There was family history of Hypertension, Diabetes Mellitus and coronary artery disease in 40 %, 2 % and 2 % respectively.  The thrombolytic agent used in all patients was Streptokinase Table 5 and 6.  Tirofiban administration resulted in an overall ST segment elevation, resolution, at 240 minutes in 44 patients (88 %) which is a statistically significant finding. Incidence of major events during hospitalization was higher in control group. One  patient  (2 %) died  against  4 (8 %) in control while 4 patients  had refractory angina needing  early  intervention  as compared  to  13 in control group. None reinfarcted as against 4 in control group. Two patients developed heart failure against 8 in control group.

However, minor bleeding events (mainly gum) were significantly higher, 9 against 2 in control group Table 7. Coronary angiography revealed residual thrombus only in 4 patients treated with Tirofiban compared to 13 in controls and surprisingly the number of diseased vessels was also higher in control group Table 8. On 30 day follow up no death, Congestive heart failure or repeat revascularization was recorded in the study group, with significant improvement in left ventricular ejection fraction, while as in control group there were 3 deaths and 4 patients had congestive heart failure.

TABLE 1: DEMOGRAPHIC CHARACTERISTIC OF THE STUDY AND CONTROL GROUPS

TABLE 2: KILLIP CLASS DIAGNOSIS IN THE TWO GROUPS

TABLE 3: SITE OF INFARCTION IN THE TWO GROUPS

TABLE 4: RISK FACTOR PROFILE IN THE TWO GROUPS

TABLE 5: FAMILY HISTORY IN THE TWO GROUPS

TABLE 6: THROMBOLYTIC AGENT USED IN THE TWO GROUPS

TABLE 7: MAJOR EVENTS DURING HOSPITALIZATION IN THE TWO GROUPS

TABLE 8:  CORONARY ANGIOGRAPHIC FINDINGS IN THE TWO GROUPS

DISCUSSION: Reperfusion strategies in the early phase of treatment of acute ST elevation myocardial infarction aim to rapidly normalize and maintain tissue perfusion.
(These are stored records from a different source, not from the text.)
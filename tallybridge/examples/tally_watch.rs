use clap::Parser;
use std::time::Duration;
use tallybridge::{protocol::TallyStateBuffer, BroadcastConfig, Result, TallyListener};
use tokio::time::timeout;
use tracing::{info, level_filters::LevelFilter, warn};
use tracing_subscriber::EnvFilter;

/// Tally broadcast watcher.
///
/// Joins the tally multicast group, and logs changes to each receiver's state,
/// like a set of tally lights would show them.
#[derive(Debug, Parser)]
#[clap(verbatim_doc_comment)]
struct CliParser {
    /// Warn when no broadcast is received for this many milliseconds.
    #[clap(long, default_value_t = 1000)]
    pub silence_ms: u64,

    #[clap(flatten)]
    pub broadcast: BroadcastConfig,
}

#[tokio::main]
async fn main() -> Result {
    tracing_subscriber::fmt()
        .with_env_filter(
            EnvFilter::builder()
                .with_default_directive(LevelFilter::INFO.into())
                .from_env_lossy(),
        )
        .compact()
        .init();
    let opts = CliParser::parse();
    let silence = Duration::from_millis(opts.silence_ms);
    let listener = TallyListener::join(&opts.broadcast).await?;
    info!("Listening on {}", opts.broadcast.destination());

    let mut last = TallyStateBuffer::default();
    let mut silent = false;
    loop {
        let (buffer, src) = match timeout(silence, listener.recv()).await {
            Err(_) => {
                if !silent {
                    silent = true;
                    warn!("no tally broadcast for {silence:?}");
                }
                continue;
            }
            Ok(Err(e)) => {
                warn!("bad tally broadcast: {e}");
                continue;
            }
            Ok(Ok(r)) => r,
        };

        if silent {
            silent = false;
            info!("receiving tally broadcasts from {src}");
        }

        for (i, (was, now)) in last.iter().zip(buffer.iter()).enumerate() {
            if was != now {
                info!("Tally {}: {now:?}", i + 1);
            }
        }
        last = buffer;
    }
}
//! vMix web API adapter.
//!
//! vMix reports its state as an XML document from `GET /API`:
//!
//! ```xml
//! <vmix>
//!   <inputs>
//!     <input key="..." number="1" type="Capture" title="Wide [T:1]">Wide [T:1]</input>
//!     <input key="..." number="2" type="Capture" title="Close [T:2]">Close [T:2]</input>
//!   </inputs>
//!   <overlays>
//!     <overlay number="1">2</overlay>
//!     <overlay number="2" />
//!   </overlays>
//!   <preview>2</preview>
//!   <active>1</active>
//! </vmix>
//! ```
//!
//! `preview`, `active` and each `overlay` refer to inputs by `number`.
use super::ProgramSource;
use crate::{
    protocol::{ProgramSnapshot, OVERLAY_COUNT},
    Result,
};
use serde::Deserialize;

/// Polls vMix's web API.
pub struct VmixSource {
    client: reqwest::Client,
    url: String,
}

impl VmixSource {
    pub const DEFAULT_ADDRESS: &'static str = "127.0.0.1";
    pub const DEFAULT_PORT: u16 = 8088;

    /// Creates an adapter for the vMix web API at `address:port`.
    ///
    /// No connection is made until the first fetch.
    pub fn new(address: &str, port: u16) -> Result<Self> {
        let client = reqwest::Client::builder().build()?;
        Ok(Self {
            client,
            url: format!("http://{address}:{port}/API"),
        })
    }

    /// URL of the API endpoint.
    pub fn url(&self) -> &str {
        &self.url
    }
}

impl ProgramSource for VmixSource {
    fn name(&self) -> &str {
        "vMix"
    }

    async fn fetch(&mut self) -> Result<ProgramSnapshot> {
        let body = self
            .client
            .get(&self.url)
            .send()
            .await?
            .error_for_status()?
            .text()
            .await?;

        let state: VmixState = quick_xml::de::from_str(&body)?;
        Ok(state.into_snapshot())
    }
}

/// The parts of the `/API` document used for tally.
#[derive(Debug, Deserialize)]
struct VmixState {
    #[serde(default)]
    inputs: VmixInputs,
    #[serde(default)]
    overlays: VmixOverlays,
    /// Input number on preview.
    preview: String,
    /// Input number on program.
    active: String,
}

#[derive(Debug, Default, Deserialize)]
struct VmixInputs {
    #[serde(rename = "input", default)]
    inputs: Vec<VmixInput>,
}

#[derive(Debug, Deserialize)]
struct VmixInput {
    #[serde(rename = "@number")]
    number: String,
    #[serde(rename = "@title", default)]
    title: String,
}

#[derive(Debug, Default, Deserialize)]
struct VmixOverlays {
    #[serde(rename = "overlay", default)]
    overlays: Vec<VmixOverlay>,
}

#[derive(Debug, Deserialize)]
struct VmixOverlay {
    /// 1-indexed overlay number.
    #[serde(rename = "@number", default)]
    number: Option<String>,
    /// Input number on this overlay, empty when the overlay is off.
    #[serde(rename = "$text", default)]
    input: Option<String>,
}

impl VmixOverlay {
    /// 0-indexed overlay slot, if it fits in a [ProgramSnapshot].
    fn slot(&self) -> Option<usize> {
        let n: usize = self.number.as_deref()?.trim().parse().ok()?;
        let slot = n.checked_sub(1)?;
        (slot < OVERLAY_COUNT).then_some(slot)
    }

    fn input(&self) -> Option<&str> {
        self.input
            .as_deref()
            .map(str::trim)
            .filter(|i| !i.is_empty())
    }
}

impl VmixState {
    fn title(&self, number: &str) -> Option<String> {
        let number = number.trim();
        self.inputs
            .inputs
            .iter()
            .find(|i| i.number.trim() == number)
            .map(|i| i.title.clone())
    }

    fn into_snapshot(self) -> ProgramSnapshot {
        let mut snapshot = ProgramSnapshot::new(self.title(&self.preview), self.title(&self.active));

        for overlay in &self.overlays.overlays {
            let Some(slot) = overlay.slot() else {
                trace!("ignoring overlay {:?}", overlay.number);
                continue;
            };

            snapshot.overlays[slot] = overlay.input().and_then(|i| self.title(i));
        }

        snapshot
    }
}

#[cfg(test)]
mod test {
    use super::*;
    use crate::{
        protocol::{ReceiverState, TallyStateBuffer},
        Error,
    };

    const API_RESPONSE: &str = r#"<?xml version="1.0" encoding="utf-8"?>
<vmix>
  <version>27.0.0.49</version>
  <edition>4K</edition>
  <inputs>
    <input key="0a8c1f2e" number="1" type="Capture" title="Wide [T:1]" state="Running" position="0" duration="0" loop="False">Wide [T:1]</input>
    <input key="5be1d4a0" number="2" type="Capture" title="Close [T:2,3]" state="Running" position="0" duration="0" loop="False">Close [T:2,3]<overlay index="0" key="0a8c1f2e" /></input>
    <input key="9d23c7b1" number="3" type="GT" title="Lower third [T:4]" state="Paused" position="0" duration="0" loop="False">Lower third [T:4]</input>
    <input key="e4a8f6c2" number="4" type="Colour" title="Black" state="Paused" position="0" duration="0" loop="False">Black</input>
  </inputs>
  <overlays>
    <overlay number="1">3</overlay>
    <overlay number="2" />
    <overlay number="3"></overlay>
    <overlay number="4">99</overlay>
    <overlay number="5" />
    <overlay number="6" />
    <overlay number="7">1</overlay>
  </overlays>
  <preview>2</preview>
  <active>1</active>
  <fadeToBlack>False</fadeToBlack>
  <recording>False</recording>
  <mix number="2"><preview>4</preview><active>3</active></mix>
</vmix>"#;

    #[test]
    fn parse_state() -> Result {
        let state: VmixState = quick_xml::de::from_str(API_RESPONSE)?;
        let snapshot = state.into_snapshot();

        assert_eq!(Some("Close [T:2,3]"), snapshot.preview.as_deref());
        assert_eq!(Some("Wide [T:1]"), snapshot.live.as_deref());
        assert_eq!(Some("Lower third [T:4]"), snapshot.overlays[0].as_deref());
        // Empty overlays, and overlays of unknown inputs, are inactive.
        assert!(snapshot.overlays[1..].iter().all(Option::is_none));

        let buffer = TallyStateBuffer::rebuild(&snapshot, true);
        assert_eq!(
            &[
                ReceiverState::Live,
                ReceiverState::Preview,
                ReceiverState::Preview,
                ReceiverState::Live,
                ReceiverState::Clear,
            ],
            &buffer[..5]
        );
        Ok(())
    }

    #[test]
    fn unknown_inputs() -> Result {
        let state: VmixState = quick_xml::de::from_str(
            "<vmix><inputs /><overlays /><preview>1</preview><active>2</active></vmix>",
        )?;
        assert_eq!(ProgramSnapshot::default(), state.into_snapshot());
        Ok(())
    }

    #[test]
    fn missing_program() {
        let r = quick_xml::de::from_str::<VmixState>(
            r#"<vmix><inputs><input number="1" title="A" /></inputs><preview>1</preview></vmix>"#,
        );
        assert!(r.is_err());
    }

    #[tokio::test]
    async fn fetch() -> Result {
        let mut server = mockito::Server::new_async().await;
        let mock = server
            .mock("GET", "/API")
            .with_status(200)
            .with_header("content-type", "text/xml")
            .with_body(API_RESPONSE)
            .create_async()
            .await;

        let addr = server.socket_address();
        let mut source = VmixSource::new(&addr.ip().to_string(), addr.port())?;
        assert_eq!(format!("http://{addr}/API"), source.url());

        let snapshot = source.fetch().await?;
        assert_eq!(Some("Wide [T:1]"), snapshot.live.as_deref());
        mock.assert_async().await;
        Ok(())
    }

    #[tokio::test]
    async fn fetch_errors() -> Result {
        let mut server = mockito::Server::new_async().await;
        let addr = server.socket_address();
        let mut source = VmixSource::new(&addr.ip().to_string(), addr.port())?;

        let mock = server
            .mock("GET", "/API")
            .with_status(500)
            .create_async()
            .await;
        assert!(matches!(source.fetch().await, Err(Error::Http(_))));
        mock.remove_async().await;

        server
            .mock("GET", "/API")
            .with_status(200)
            .with_body("<html><body>Not vMix</body></html>")
            .create_async()
            .await;
        assert!(matches!(source.fetch().await, Err(Error::Xml(_))));
        Ok(())
    }
}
Primary angioplasty is probably the best current treatment but it can only be applied to a minority of patients and has its own problems. Thrombolysis remains the most commonly used treatment. It has well demonstrated benefits, saving lives and reducing left ventricular damage, but is far from perfect. In a considerable number of patients, however, this therapy fails to relieve symptoms, fails to achieve TIMI 3 flow or fails to restore ST - segment elevation, while in other patients reinfarction occurs early, within 24 hrs or in subsequent days.

Various rescue therapies  have been considered in so - called  failed   thrombolysis, and in particular, rescue percutaneous coronary  intervention ^{8, 9} and rescue lysis.^{10, 11} Given  the importance  of the  platelet component  of the  thrombus in  explaining  thrombus resistance to lyses, rescue therapy with  glycoprotein Gp IIb/ IIIa receptor blockers  in patients in  whom thrombolysis has failed  may be an attractive strategy.^{12 - 14}

In our study 100 patients of acute Myocardial infarction who met the criteria of failed thrombolysis were randomized (single blind) into 2 groups of fifty patients each i.e.  study and control group. An electrocardiogram was obtained at 180 - 240  minutes in all patients  after the beginning  of tirofiban infusion, which revealed ST - segment  resolution in  44 (88%) in study group where as only 2 patients (4 %)  in the control group had resolution  of  ST segment of more than 50 %.

All the patients who received tirofiban had a resolution of chest pain where as all the patients in the control group had either persistence or recurrence of chest pain. During hospitalization there was 1 death, no patient had myocardial reinfarction, 4 patients (8 %) had refractory ischemia who needed percutaneous coronary revascularization.  Of the 2 patients  (4 %) who presented  with  congestive heart failure at the beginning  of treatment, 1 recovered  within  few  hours, while 1 patent died. 9 patients (18 %) had bleeding, which was minor.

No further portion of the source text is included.